Only the lines from the one containing "if self.venue.deal_range_cap_days <= 0" through the end of the material are to be echoed, each exactly as it appears.

Given records:
════

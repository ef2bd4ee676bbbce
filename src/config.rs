use config::{Config, ConfigError, Environment, File};
use rust_decimal::Decimal;
use serde::Deserialize;
use std::path::Path;
use std::time::Duration;

/// Main configuration structure
#[derive(Debug, Clone, Deserialize)]
pub struct AppConfig {
    pub venue: VenueConfig,
    #[serde(default)]
    pub cache: CacheConfig,
    pub database: DatabaseConfig,
    #[serde(default)]
    pub api: ApiConfig,
    #[serde(default)]
    pub secrets: SecretsConfig,
    #[serde(default)]
    pub funds: FundsConfig,
    #[serde(default)]
    pub sync: SyncConfig,
    #[serde(default)]
    pub logging: LoggingConfig,
}

#[derive(Debug, Clone, Deserialize)]
pub struct VenueConfig {
    /// Timeout for the connect call in milliseconds
    #[serde(default = "default_connect_timeout_ms")]
    pub connect_timeout_ms: u64,
    /// Timeout for a single read/write call in milliseconds
    #[serde(default = "default_request_timeout_ms")]
    pub request_timeout_ms: u64,
    /// Maximum span of a historical deal query
    #[serde(default = "default_deal_range_cap_days")]
    pub deal_range_cap_days: i64,
    /// Subscribe to pumping (push) mode on connect
    #[serde(default)]
    pub pump_mode: bool,
    /// Run against the in-process simulated venue
    #[serde(default)]
    pub simulated: bool,
}

fn default_connect_timeout_ms() -> u64 {
    30_000
}

fn default_request_timeout_ms() -> u64 {
    10_000
}

fn default_deal_range_cap_days() -> i64 {
    90
}

impl VenueConfig {
    pub fn connect_timeout(&self) -> Duration {
        Duration::from_millis(self.connect_timeout_ms)
    }

    pub fn request_timeout(&self) -> Duration {
        Duration::from_millis(self.request_timeout_ms)
    }
}

impl Default for VenueConfig {
    fn default() -> Self {
        Self {
            connect_timeout_ms: default_connect_timeout_ms(),
            request_timeout_ms: default_request_timeout_ms(),
            deal_range_cap_days: default_deal_range_cap_days(),
            pump_mode: false,
            simulated: false,
        }
    }
}

#[derive(Debug, Clone, Deserialize)]
pub struct CacheConfig {
    /// How long a confirmed-missing account is skipped (seconds)
    #[serde(default = "default_failed_lookup_ttl_secs")]
    pub failed_lookup_ttl_secs: u64,
    /// Diagnostic logs allowed per key per window
    #[serde(default = "default_max_log_rate")]
    pub max_log_rate: u32,
    /// Counter ceiling; occurrences beyond this are not tracked
    #[serde(default = "default_log_ceiling")]
    pub log_ceiling: u32,
    /// Upper bound on tracked keys before a sweep is forced
    #[serde(default = "default_max_entries")]
    pub max_entries: usize,
}

fn default_failed_lookup_ttl_secs() -> u64 {
    300
}

fn default_max_log_rate() -> u32 {
    3
}

fn default_log_ceiling() -> u32 {
    100
}

fn default_max_entries() -> usize {
    10_000
}

impl Default for CacheConfig {
    fn default() -> Self {
        Self {
            failed_lookup_ttl_secs: default_failed_lookup_ttl_secs(),
            max_log_rate: default_max_log_rate(),
            log_ceiling: default_log_ceiling(),
            max_entries: default_max_entries(),
        }
    }
}

#[derive(Debug, Clone, Deserialize)]
pub struct DatabaseConfig {
    /// PostgreSQL connection URL
    pub url: String,
    /// Maximum connections in pool
    #[serde(default = "default_max_connections")]
    pub max_connections: u32,
}

fn default_max_connections() -> u32 {
    5
}

/// Database URL that selects the in-process store
pub const IN_MEMORY_DATABASE_URL: &str = "memory://";

impl DatabaseConfig {
    pub fn is_in_memory(&self) -> bool {
        self.url.trim() == IN_MEMORY_DATABASE_URL
    }
}

#[derive(Debug, Clone, Deserialize)]
pub struct ApiConfig {
    #[serde(default = "default_api_port")]
    pub port: u16,
    /// Environment variable holding the admin bearer token
    #[serde(default = "default_admin_token_env")]
    pub admin_token_env: String,
    /// Environment variable holding the commission webhook token
    #[serde(default = "default_webhook_token_env")]
    pub webhook_token_env: String,
}

fn default_api_port() -> u16 {
    8080
}

fn default_admin_token_env() -> String {
    "TRADEGATE_ADMIN_TOKEN".to_string()
}

fn default_webhook_token_env() -> String {
    "TRADEGATE_WEBHOOK_TOKEN".to_string()
}

impl Default for ApiConfig {
    fn default() -> Self {
        Self {
            port: default_api_port(),
            admin_token_env: default_admin_token_env(),
            webhook_token_env: default_webhook_token_env(),
        }
    }
}

#[derive(Debug, Clone, Deserialize)]
pub struct SecretsConfig {
    /// Environment variable holding the base64 AES-256 master key
    #[serde(default = "default_master_key_env")]
    pub master_key_env: String,
    /// PBKDF2 iterations for the verification hash
    #[serde(default = "default_hash_iterations")]
    pub hash_iterations: u32,
}

fn default_master_key_env() -> String {
    "TRADEGATE_MASTER_KEY".to_string()
}

fn default_hash_iterations() -> u32 {
    600_000
}

impl Default for SecretsConfig {
    fn default() -> Self {
        Self {
            master_key_env: default_master_key_env(),
            hash_iterations: default_hash_iterations(),
        }
    }
}

#[derive(Debug, Clone, Deserialize, Default)]
pub struct FundsConfig {
    /// Per-operation cap in account currency (None = unlimited)
    #[serde(default)]
    pub max_operation_amount: Option<Decimal>,
    /// Allow callers to opt into the local-only fallback path
    #[serde(default)]
    pub allow_offline_fallback: bool,
}

#[derive(Debug, Clone, Deserialize)]
pub struct SyncConfig {
    /// Seconds between background group syncs (0 = disabled)
    #[serde(default = "default_sync_interval_secs")]
    pub interval_secs: u64,
}

fn default_sync_interval_secs() -> u64 {
    3600
}

impl Default for SyncConfig {
    fn default() -> Self {
        Self {
            interval_secs: default_sync_interval_secs(),
        }
    }
}

#[derive(Debug, Clone, Deserialize)]
pub struct LoggingConfig {
    /// Log level (trace, debug, info, warn, error)
    #[serde(default = "default_log_level")]
    pub level: String,
    /// Enable JSON formatted logs
    #[serde(default)]
    pub json: bool,
}

fn default_log_level() -> String {
    "info".to_string()
}

impl Default for LoggingConfig {
    fn default() -> Self {
        Self {
            level: default_log_level(),
            json: false,
        }
    }
}

impl AppConfig {
    /// Load configuration from files and environment
    pub fn load() -> Result<Self, ConfigError> {
        Self::load_from("config")
    }

    /// Load configuration from a specific directory
    pub fn load_from<P: AsRef<Path>>(config_dir: P) -> Result<Self, ConfigError> {
        let config_dir = config_dir.as_ref();

        let builder = Config::builder()
            .set_default("logging.level", "info")?
            .set_default("logging.json", false)?
            .set_default("database.max_connections", 5)?
            .set_default("venue.connect_timeout_ms", default_connect_timeout_ms())?
            .set_default("venue.request_timeout_ms", default_request_timeout_ms())?
            .add_source(File::from(config_dir.join("default.toml")).required(false))
            .add_source(
                File::from(config_dir.join(
                    std::env::var("TRADEGATE_ENV").unwrap_or_else(|_| "development".to_string()),
                ))
                .required(false),
            )
            // TRADEGATE_DATABASE__URL, TRADEGATE_VENUE__SIMULATED, ...
            .add_source(
                Environment::with_prefix("TRADEGATE")
                    .separator("__")
                    .try_parsing(true),
            );

        builder.build()?.try_deserialize()
    }

    /// Configuration used by the offline CLI paths and tests
    pub fn offline(database_url: &str) -> Self {
        Self {
            venue: VenueConfig {
                simulated: true,
                ..VenueConfig::default()
            },
            cache: CacheConfig::default(),
            database: DatabaseConfig {
                url: database_url.to_string(),
                max_connections: default_max_connections(),
            },
            api: ApiConfig::default(),
            secrets: SecretsConfig::default(),
            funds: FundsConfig::default(),
            sync: SyncConfig::default(),
            logging: LoggingConfig::default(),
        }
    }

    /// Validate configuration values
    pub fn validate(&self) -> Result<(), Vec<String>> {
        let mut errors = Vec::new();

        if self.venue.request_timeout_ms == 0 {
            errors.push("venue.request_timeout_ms must be positive".to_string());
        }

        if self.venue.connect_timeout_ms == 0 {
            errors.push("venue.connect_timeout_ms must be positive".to_string());
        }

        if self.venue.deal_range_cap_days <= 0 {
            errors.push("venue.deal_range_cap_days must be positive".to_string());
        }

        if self.cache.max_log_rate == 0 {
            errors.push("cache.max_log_rate must be at least 1".to_string());
        }

        if self.cache.log_ceiling < self.cache.max_log_rate {
            errors.push("cache.log_ceiling must be >= cache.max_log_rate".to_string());
        }

        if self.secrets.hash_iterations < 1_000 {
            errors.push("secrets.hash_iterations is too low (min 1000)".to_string());
        }

        if let Some(max) = self.funds.max_operation_amount {
            if max <= Decimal::ZERO {
                errors.push("funds.max_operation_amount must be positive".to_string());
            }
        }

        if errors.is_empty() {
            Ok(())
        } else {
            Err(errors)
        }
    }
}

════

Answer space:
        if self.venue.deal_range_cap_days <= 0 {
            errors.push("venue.deal_range_cap_days must be positive".to_string());
        }

        if self.cache.max_log_rate == 0 {
            errors.push("cache.max_log_rate must be at least 1".to_string());
        }

        if self.cache.log_ceiling < self.cache.max_log_rate {
            errors.push("cache.log_ceiling must be >= cache.max_log_rate".to_string());
        }

        if self.secrets.hash_iterations < 1_000 {
            errors.push("secrets.hash_iterations is too low (min 1000)".to_string());
        }

        if let Some(max) = self.funds.max_operation_amount {
            if max <= Decimal::ZERO {
                errors.push("funds.max_operation_amount must be positive".to_string());
            }
        }

        if errors.is_empty() {
            Ok(())
        } else {
            Err(errors)
        }
    }
}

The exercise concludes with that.